** Opening Data extract block **
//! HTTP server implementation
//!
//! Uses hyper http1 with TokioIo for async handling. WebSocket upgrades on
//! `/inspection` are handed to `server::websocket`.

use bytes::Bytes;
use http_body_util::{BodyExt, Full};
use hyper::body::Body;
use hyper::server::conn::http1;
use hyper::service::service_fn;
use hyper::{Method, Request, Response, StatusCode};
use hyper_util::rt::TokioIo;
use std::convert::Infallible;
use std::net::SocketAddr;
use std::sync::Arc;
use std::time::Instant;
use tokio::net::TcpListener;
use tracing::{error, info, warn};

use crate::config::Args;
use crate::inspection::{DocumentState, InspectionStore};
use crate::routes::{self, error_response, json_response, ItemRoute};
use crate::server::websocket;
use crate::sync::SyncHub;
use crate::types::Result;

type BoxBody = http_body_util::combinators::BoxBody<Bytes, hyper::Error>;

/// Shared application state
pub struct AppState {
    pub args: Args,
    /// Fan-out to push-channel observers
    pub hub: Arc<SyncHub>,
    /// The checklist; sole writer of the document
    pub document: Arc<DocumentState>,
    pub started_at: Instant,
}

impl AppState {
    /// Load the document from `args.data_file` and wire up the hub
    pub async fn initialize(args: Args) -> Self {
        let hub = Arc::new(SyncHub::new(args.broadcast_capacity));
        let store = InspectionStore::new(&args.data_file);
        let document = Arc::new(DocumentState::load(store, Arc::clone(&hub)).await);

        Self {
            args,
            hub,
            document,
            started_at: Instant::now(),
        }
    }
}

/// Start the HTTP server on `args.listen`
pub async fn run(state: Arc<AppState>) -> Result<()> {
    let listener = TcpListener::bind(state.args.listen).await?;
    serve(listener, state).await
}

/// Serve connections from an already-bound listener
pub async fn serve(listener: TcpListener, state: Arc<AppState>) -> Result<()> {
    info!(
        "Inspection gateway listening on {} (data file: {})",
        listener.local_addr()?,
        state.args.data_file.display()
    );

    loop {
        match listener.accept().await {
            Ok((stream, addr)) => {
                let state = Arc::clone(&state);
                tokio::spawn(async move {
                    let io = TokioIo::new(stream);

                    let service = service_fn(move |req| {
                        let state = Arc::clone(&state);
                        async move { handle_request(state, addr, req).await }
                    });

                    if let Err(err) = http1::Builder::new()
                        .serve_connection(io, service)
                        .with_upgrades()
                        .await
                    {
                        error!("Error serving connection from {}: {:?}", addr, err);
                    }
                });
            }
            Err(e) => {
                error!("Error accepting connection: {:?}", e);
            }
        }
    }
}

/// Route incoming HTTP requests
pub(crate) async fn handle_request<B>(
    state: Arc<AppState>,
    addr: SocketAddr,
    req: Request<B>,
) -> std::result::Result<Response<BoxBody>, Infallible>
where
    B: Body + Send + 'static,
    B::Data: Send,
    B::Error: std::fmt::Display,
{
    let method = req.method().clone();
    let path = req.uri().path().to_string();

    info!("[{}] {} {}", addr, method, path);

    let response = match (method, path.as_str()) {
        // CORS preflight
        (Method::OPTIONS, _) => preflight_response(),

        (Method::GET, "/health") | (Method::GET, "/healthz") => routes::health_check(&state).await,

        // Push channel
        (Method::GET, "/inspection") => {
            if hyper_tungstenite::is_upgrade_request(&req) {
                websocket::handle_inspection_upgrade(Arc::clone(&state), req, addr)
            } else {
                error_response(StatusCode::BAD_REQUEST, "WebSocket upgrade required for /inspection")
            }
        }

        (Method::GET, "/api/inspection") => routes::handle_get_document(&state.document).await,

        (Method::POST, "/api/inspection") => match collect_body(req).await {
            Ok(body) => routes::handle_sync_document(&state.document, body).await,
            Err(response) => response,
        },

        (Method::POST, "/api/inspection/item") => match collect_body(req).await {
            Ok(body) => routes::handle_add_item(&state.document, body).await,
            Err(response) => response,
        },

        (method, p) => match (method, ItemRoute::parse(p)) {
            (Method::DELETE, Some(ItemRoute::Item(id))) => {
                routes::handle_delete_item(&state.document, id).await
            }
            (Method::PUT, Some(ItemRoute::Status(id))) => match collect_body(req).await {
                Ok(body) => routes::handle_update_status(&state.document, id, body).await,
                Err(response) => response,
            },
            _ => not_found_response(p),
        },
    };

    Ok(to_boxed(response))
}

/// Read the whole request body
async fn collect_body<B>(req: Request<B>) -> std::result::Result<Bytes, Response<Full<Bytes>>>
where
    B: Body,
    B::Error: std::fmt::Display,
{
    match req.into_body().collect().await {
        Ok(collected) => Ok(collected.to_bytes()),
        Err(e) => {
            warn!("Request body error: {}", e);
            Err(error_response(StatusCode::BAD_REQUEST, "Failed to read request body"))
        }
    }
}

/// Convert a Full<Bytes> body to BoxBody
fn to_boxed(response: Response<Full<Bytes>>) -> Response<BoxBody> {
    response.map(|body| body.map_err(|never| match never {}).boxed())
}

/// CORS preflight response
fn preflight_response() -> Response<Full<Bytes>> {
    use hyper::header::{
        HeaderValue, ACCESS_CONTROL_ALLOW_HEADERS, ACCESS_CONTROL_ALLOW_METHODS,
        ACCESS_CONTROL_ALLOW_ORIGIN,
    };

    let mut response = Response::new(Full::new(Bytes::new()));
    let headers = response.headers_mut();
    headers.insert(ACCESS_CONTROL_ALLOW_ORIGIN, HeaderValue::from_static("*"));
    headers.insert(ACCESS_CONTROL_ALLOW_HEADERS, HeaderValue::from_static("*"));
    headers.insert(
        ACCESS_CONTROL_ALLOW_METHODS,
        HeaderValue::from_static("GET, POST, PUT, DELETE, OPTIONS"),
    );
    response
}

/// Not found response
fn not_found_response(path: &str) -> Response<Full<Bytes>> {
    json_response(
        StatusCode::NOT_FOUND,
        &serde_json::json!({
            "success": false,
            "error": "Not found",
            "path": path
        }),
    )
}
** Closing Data extract block **
** Opening Data extract block **
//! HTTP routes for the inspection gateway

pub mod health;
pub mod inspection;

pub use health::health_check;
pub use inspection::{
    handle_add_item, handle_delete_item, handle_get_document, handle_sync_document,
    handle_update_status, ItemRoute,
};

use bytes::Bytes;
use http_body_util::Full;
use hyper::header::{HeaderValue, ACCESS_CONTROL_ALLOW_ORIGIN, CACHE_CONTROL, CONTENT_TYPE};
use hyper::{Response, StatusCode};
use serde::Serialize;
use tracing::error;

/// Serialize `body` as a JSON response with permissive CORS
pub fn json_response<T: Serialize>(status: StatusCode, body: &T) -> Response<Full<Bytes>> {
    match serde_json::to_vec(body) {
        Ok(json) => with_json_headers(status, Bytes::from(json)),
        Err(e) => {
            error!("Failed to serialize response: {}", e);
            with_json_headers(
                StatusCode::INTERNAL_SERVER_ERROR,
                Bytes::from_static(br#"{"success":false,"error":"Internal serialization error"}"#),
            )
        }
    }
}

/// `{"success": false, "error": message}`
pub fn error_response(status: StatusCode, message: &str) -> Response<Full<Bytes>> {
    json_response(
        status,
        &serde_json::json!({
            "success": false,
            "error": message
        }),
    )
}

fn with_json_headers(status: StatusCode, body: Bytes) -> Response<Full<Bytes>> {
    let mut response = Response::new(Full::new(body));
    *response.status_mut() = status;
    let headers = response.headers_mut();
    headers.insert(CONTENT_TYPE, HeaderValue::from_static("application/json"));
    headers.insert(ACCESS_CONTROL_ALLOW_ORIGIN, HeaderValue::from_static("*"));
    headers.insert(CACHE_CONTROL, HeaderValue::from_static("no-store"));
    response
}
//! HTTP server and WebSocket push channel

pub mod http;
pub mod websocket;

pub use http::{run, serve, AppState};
** Closing Data extract block **
Review the preceding data and report every line that includes the string "ItemRoute".

● **Output below**
use crate::routes::{self, error_response, json_response, ItemRoute};
        (method, p) => match (method, ItemRoute::parse(p)) {
            (Method::DELETE, Some(ItemRoute::Item(id))) => {
            (Method::PUT, Some(ItemRoute::Status(id))) => match collect_body(req).await {
    handle_update_status, ItemRoute,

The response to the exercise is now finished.